##### Records to process

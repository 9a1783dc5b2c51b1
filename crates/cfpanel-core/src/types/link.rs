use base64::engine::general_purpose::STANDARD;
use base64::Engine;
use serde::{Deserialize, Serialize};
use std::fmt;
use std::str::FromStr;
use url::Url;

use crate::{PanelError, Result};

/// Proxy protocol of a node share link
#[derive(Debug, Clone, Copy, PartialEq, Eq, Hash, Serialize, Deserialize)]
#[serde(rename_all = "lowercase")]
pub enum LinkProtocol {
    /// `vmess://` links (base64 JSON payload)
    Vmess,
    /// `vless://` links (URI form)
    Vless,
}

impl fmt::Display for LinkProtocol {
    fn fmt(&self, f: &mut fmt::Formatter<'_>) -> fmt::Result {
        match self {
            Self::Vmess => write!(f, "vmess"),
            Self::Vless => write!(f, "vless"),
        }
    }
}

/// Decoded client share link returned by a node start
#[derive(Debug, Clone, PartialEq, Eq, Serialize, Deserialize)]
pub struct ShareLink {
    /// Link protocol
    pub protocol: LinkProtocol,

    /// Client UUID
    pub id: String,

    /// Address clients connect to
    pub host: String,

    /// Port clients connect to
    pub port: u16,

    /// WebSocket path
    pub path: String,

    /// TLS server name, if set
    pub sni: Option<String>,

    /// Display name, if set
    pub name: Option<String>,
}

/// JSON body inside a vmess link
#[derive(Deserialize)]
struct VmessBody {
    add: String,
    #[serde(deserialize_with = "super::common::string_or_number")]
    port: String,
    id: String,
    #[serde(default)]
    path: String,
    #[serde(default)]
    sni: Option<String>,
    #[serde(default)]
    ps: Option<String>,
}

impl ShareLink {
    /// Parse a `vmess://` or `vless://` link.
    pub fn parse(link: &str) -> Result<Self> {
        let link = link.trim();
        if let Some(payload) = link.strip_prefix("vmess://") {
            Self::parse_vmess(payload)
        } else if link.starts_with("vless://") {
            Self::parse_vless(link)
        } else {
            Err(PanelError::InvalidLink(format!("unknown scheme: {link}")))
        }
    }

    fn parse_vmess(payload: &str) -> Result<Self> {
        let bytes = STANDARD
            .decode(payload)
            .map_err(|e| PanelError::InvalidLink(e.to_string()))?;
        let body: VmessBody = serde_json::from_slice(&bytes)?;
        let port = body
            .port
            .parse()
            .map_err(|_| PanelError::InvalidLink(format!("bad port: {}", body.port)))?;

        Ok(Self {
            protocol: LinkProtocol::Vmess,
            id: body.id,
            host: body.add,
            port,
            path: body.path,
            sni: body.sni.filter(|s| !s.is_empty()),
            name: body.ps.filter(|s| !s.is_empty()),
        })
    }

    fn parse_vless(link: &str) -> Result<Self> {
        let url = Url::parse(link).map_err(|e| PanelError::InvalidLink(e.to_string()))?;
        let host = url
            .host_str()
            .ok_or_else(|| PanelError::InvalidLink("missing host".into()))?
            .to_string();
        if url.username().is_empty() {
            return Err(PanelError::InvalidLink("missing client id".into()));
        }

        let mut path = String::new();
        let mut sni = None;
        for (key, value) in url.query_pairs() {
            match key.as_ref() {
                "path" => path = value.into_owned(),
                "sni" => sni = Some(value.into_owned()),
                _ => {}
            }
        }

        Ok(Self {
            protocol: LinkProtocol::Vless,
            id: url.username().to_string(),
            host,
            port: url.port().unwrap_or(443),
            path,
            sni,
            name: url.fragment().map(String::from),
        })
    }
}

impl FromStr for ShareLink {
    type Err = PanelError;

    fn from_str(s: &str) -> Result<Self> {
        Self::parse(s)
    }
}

##########

The records above need to be duplicated. Keep every word unchanged.

Response box:
repository 9a1783dc5b2c51b1
filename crates/cfpanel-core/src/types/link.rs
use base64::engine::general_purpose::STANDARD;
use base64::Engine;
use serde::{Deserialize, Serialize};
use std::fmt;
use std::str::FromStr;
use url::Url;

use crate::{PanelError, Result};

/// Proxy protocol of a node share link
#[derive(Debug, Clone, Copy, PartialEq, Eq, Hash, Serialize, Deserialize)]
#[serde(rename_all = "lowercase")]
pub enum LinkProtocol {
    /// `vmess://` links (base64 JSON payload)
    Vmess,
    /// `vless://` links (URI form)
    Vless,
}

impl fmt::Display for LinkProtocol {
    fn fmt(&self, f: &mut fmt::Formatter<'_>) -> fmt::Result {
        match self {
            Self::Vmess => write!(f, "vmess"),
            Self::Vless => write!(f, "vless"),
        }
    }
}

/// Decoded client share link returned by a node start
#[derive(Debug, Clone, PartialEq, Eq, Serialize, Deserialize)]
pub struct ShareLink {
    /// Link protocol
    pub protocol: LinkProtocol,

    /// Client UUID
    pub id: String,

    /// Address clients connect to
    pub host: String,

    /// Port clients connect to
    pub port: u16,

    /// WebSocket path
    pub path: String,

    /// TLS server name, if set
    pub sni: Option<String>,

    /// Display name, if set
    pub name: Option<String>,
}

/// JSON body inside a vmess link
#[derive(Deserialize)]
struct VmessBody {
    add: String,
    #[serde(deserialize_with = "super::common::string_or_number")]
    port: String,
    id: String,
    #[serde(default)]
    path: String,
    #[serde(default)]
    sni: Option<String>,
    #[serde(default)]
    ps: Option<String>,
}

impl ShareLink {
    /// Parse a `vmess://` or `vless://` link.
    pub fn parse(link: &str) -> Result<Self> {
        let link = link.trim();
        if let Some(payload) = link.strip_prefix("vmess://") {
            Self::parse_vmess(payload)
        } else if link.starts_with("vless://") {
            Self::parse_vless(link)
        } else {
            Err(PanelError::InvalidLink(format!("unknown scheme: {link}")))
        }
    }

    fn parse_vmess(payload: &str) -> Result<Self> {
        let bytes = STANDARD
            .decode(payload)
            .map_err(|e| PanelError::InvalidLink(e.to_string()))?;
        let body: VmessBody = serde_json::from_slice(&bytes)?;
        let port = body
            .port
            .parse()
            .map_err(|_| PanelError::InvalidLink(format!("bad port: {}", body.port)))?;

        Ok(Self {
            protocol: LinkProtocol::Vmess,
            id: body.id,
            host: body.add,
            port,
            path: body.path,
            sni: body.sni.filter(|s| !s.is_empty()),
            name: body.ps.filter(|s| !s.is_empty()),
        })
    }

    fn parse_vless(link: &str) -> Result<Self> {
        let url = Url::parse(link).map_err(|e| PanelError::InvalidLink(e.to_string()))?;
        let host = url
            .host_str()
            .ok_or_else(|| PanelError::InvalidLink("missing host".into()))?
            .to_string();
        if url.username().is_empty() {
            return Err(PanelError::InvalidLink("missing client id".into()));
        }

        let mut path = String::new();
        let mut sni = None;
        for (key, value) in url.query_pairs() {
            match key.as_ref() {
                "path" => path = value.into_owned(),
                "sni" => sni = Some(value.into_owned()),
                _ => {}
            }
        }

        Ok(Self {
            protocol: LinkProtocol::Vless,
            id: url.username().to_string(),
            host,
            port: url.port().unwrap_or(443),
            path,
            sni,
            name: url.fragment().map(String::from),
        })
    }
}

impl FromStr for ShareLink {
    type Err = PanelError;

    fn from_str(s: &str) -> Result<Self> {
        Self::parse(s)
    }
}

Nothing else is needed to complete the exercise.